Lyu Tianbin, Wang Liya, Zhou Lutan, Qin Jian, Ma Hui, Shi Menghai
Zhengzhou University People's Hospital (T.L., L.W., J.Q., H.M., M.S.), Henan Eye Hospital, Zhengzhou University, Zhengzhou, China; and Zhengzhou Railway Vocation and Technical College (L.Z.), Zhengzhou, China.
Eye Contact Lens. 2020 May;46(3):141-146. doi: 10.1097/ICL.0000000000000629.
This study aims to compare the increase in refractive error and axial length, variation of endothelium cells, and ratio of corneal staining between two regimens of high myopia-partial reduction orthokeratology (ortho-k) in children.

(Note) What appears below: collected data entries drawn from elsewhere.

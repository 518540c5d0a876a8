use axum::{
    http::StatusCode,
    response::{IntoResponse, Response},
    Json,
};
use serde_json::json;
use thiserror::Error;

use crate::llm_client::LlmError;

/// Application-level error type.
/// Implements `IntoResponse` so Axum handlers can return `Result<T, AppError>`.
#[derive(Debug, Error)]
pub enum AppError {
    #[error("Validation error: {0}")]
    Validation(String),

    #[error("Scrape failed: {0}")]
    Scrape(String),

    #[error("LLM error: {0}")]
    Llm(String),

    #[error("Internal server error: {0}")]
    Internal(#[from] anyhow::Error),
}

impl From<LlmError> for AppError {
    fn from(err: LlmError) -> Self {
        AppError::Llm(err.to_string())
    }
}

impl IntoResponse for AppError {
    fn into_response(self) -> Response {
        let (status, code, message) = match &self {
            AppError::Validation(msg) => (StatusCode::BAD_REQUEST, "VALIDATION_ERROR", msg.clone()),
            AppError::Scrape(msg) => {
                tracing::warn!("Scrape failed: {msg}");
                (StatusCode::BAD_REQUEST, "SCRAPE_FAILED", msg.clone())
            }
            // Upstream detail passes through verbatim so the client can show
            // the user what the model provider actually said.
            AppError::Llm(msg) => {
                tracing::error!("LLM error: {msg}");
                (StatusCode::BAD_GATEWAY, "LLM_ERROR", msg.clone())
            }
            AppError::Internal(e) => {
                tracing::error!("Internal error: {e:?}");
                (
                    StatusCode::INTERNAL_SERVER_ERROR,
                    "INTERNAL_ERROR",
                    "An internal server error occurred".to_string(),
                )
            }
        };

        let body = Json(json!({
            "error": {
                "code": code,
                "message": message
            }
        }));

        (status, body).into_response()
    }
}
// ────────────────────────────────────────────────────────────────────────────
// Handlers
// ────────────────────────────────────────────────────────────────────────────

/// POST /api/v1/generate
///
/// The literal relay contract: scrape the job URLs, append the scraped
/// content and optional skills to the caller's prompt, make exactly one
/// model call, and return the reply text untouched.
pub async fn handle_generate(
    State(state): State<AppState>,
    Json(request): Json<GenerateRequest>,
) -> Result<Json<GenerateResponse>, AppError> {
    if request.prompt.trim().is_empty() {
        return Err(AppError::Validation("prompt cannot be empty".to_string()));
    }

    let urls: Vec<&str> = request
        .job_urls
        .iter()
        .map(|u| u.trim())
        .filter(|u| !u.is_empty())
        .collect();
    if urls.is_empty() {
        return Err(AppError::Validation(
            "At least one job posting URL is required".to_string(),
        ));
    }
    if urls.len() > MAX_JOB_URLS {
        return Err(AppError::Validation(format!(
            "At most {MAX_JOB_URLS} job posting URLs are supported, got {}",
            urls.len()
        )));
    }

    let (scraped, failed) = scrape_or_fail(&state, &urls).await?;

    let mut prompt = request.prompt.clone();
    prompt.push_str(&prompts::scraped_content_section(&scraped, &failed));
    if let Some(skills) = request.skills.as_deref().map(str::trim).filter(|s| !s.is_empty()) {
        prompt.push_str(&prompts::skills_suffix(skills));
    }

    let text = state
        .llm
        .generate(&prompt, request.file_data.as_deref())
        .await?;

    Ok(Json(GenerateResponse {
        text,
        scraped_jobs: scraped,
        failed_jobs: failed,
    }))
}

/// POST /api/v1/roadmap
///
/// Full wizard submission: validate the form, scrape, assemble the
/// aggregation prompt server-side, call the model once, and best-effort
/// parse the reply. A reply that defeats extraction degrades to `rawText`
/// instead of failing.
pub async fn handle_roadmap(
    State(state): State<AppState>,
    Json(form): Json<RoadmapForm>,
) -> Result<Json<RoadmapResponse>, AppError> {
    let urls = form
        .validate()
        .map_err(|e| AppError::Validation(e.to_string()))?;

    let (scraped, failed) = scrape_or_fail(&state, &urls).await?;

    let mut prompt = prompts::build_roadmap_prompt(&prompts::RoadmapPromptParams {
        job_count: scraped.len(),
        skills: form.skills_trimmed(),
        has_resume: form.has_resume(),
        months: form.time_frame_months,
        days_per_week: form.days_per_week,
        intensity: form.study_intensity,
    });
    prompt.push_str(&prompts::scraped_content_section(&scraped, &failed));

    let text = state
        .llm
        .generate(&prompt, form.file_data.as_deref())
        .await?;

    let response = match parse::extract(&text) {
        Extraction::Roadmap(mut roadmap) => {
            roadmap.set_schedule(Utc::now().date_naive(), form.days_per_week);
            info!(modules = roadmap.modules().len(), "Roadmap generated");
            RoadmapResponse {
                roadmap: Some(*roadmap),
                raw_text: None,
                scraped_jobs: scraped,
                failed_jobs: failed,
            }
        }
        Extraction::Raw(raw) => {
            info!("Model reply did not parse as a roadmap, returning raw text");
            RoadmapResponse {
                roadmap: None,
                raw_text: Some(raw),
                scraped_jobs: scraped,
                failed_jobs: failed,
            }
        }
    };

    Ok(Json(response))
}

/// POST /api/v1/roadmap/ics
///
/// Schedules every daily-plan entry onto the user's selected weekdays and
/// returns the calendar as a downloadable attachment.
pub async fn handle_roadmap_ics(
    Json(request): Json<IcsRequest>,
) -> Result<Response, AppError> {
    let options = ScheduleOptions::from_request(&request.schedule)
        .map_err(|e| AppError::Validation(e.to_string()))?;

    let events = build_events(&request.roadmap, &options);
    info!(events = events.len(), "Calendar export generated");
    let calendar = render_calendar(&events);

    Ok((
        [
            (header::CONTENT_TYPE, "text/calendar; charset=utf-8"),
            (
                header::CONTENT_DISPOSITION,
                "attachment; filename=\"career-roadmap.ics\"",
            ),
        ],
        calendar,
    )
        .into_response())
}

/// Scrapes all URLs; an empty success set aborts before any model call.
async fn scrape_or_fail(
    state: &AppState,
    urls: &[&str],
) -> Result<(Vec<ScrapedJob>, Vec<FailedJob>), AppError> {
    let (scraped, failed) = state.scraper.scrape_all(urls).await;

    if scraped.is_empty() {
        let reasons = failed
            .iter()
            .map(|f| format!("job {} ({}): {}", f.job_number, f.url, f.reason))
            .collect::<Vec<_>>()
            .join("; ");
        return Err(AppError::Scrape(format!(
            "None of the job posting URLs could be read ({reasons}). Check the links and try again."
        )));
    }

    Ok((scraped, failed))
}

The present clinical prospective study recruited 102 high-myopia subjects (204 eyes). These subjects were randomly divided into three groups: (1) ortho-k group 1, subjects with a target myopia reduction of 6.00 D; (2) ortho-k group 2, subjects with a target myopia reduction of 4.00 D; and (3) control group, the refractive error of subjects was corrected using a pair of single-vision spectacles. Vision acuity, refractive error, and the cornea were examined at baseline, and at 2 days, 1 week, 1, 3, 6, and 12 months after commencing lens wear. The measurement of the axial length of the eyeball and a corneal endothelium examination were performed at baseline and at 12 months.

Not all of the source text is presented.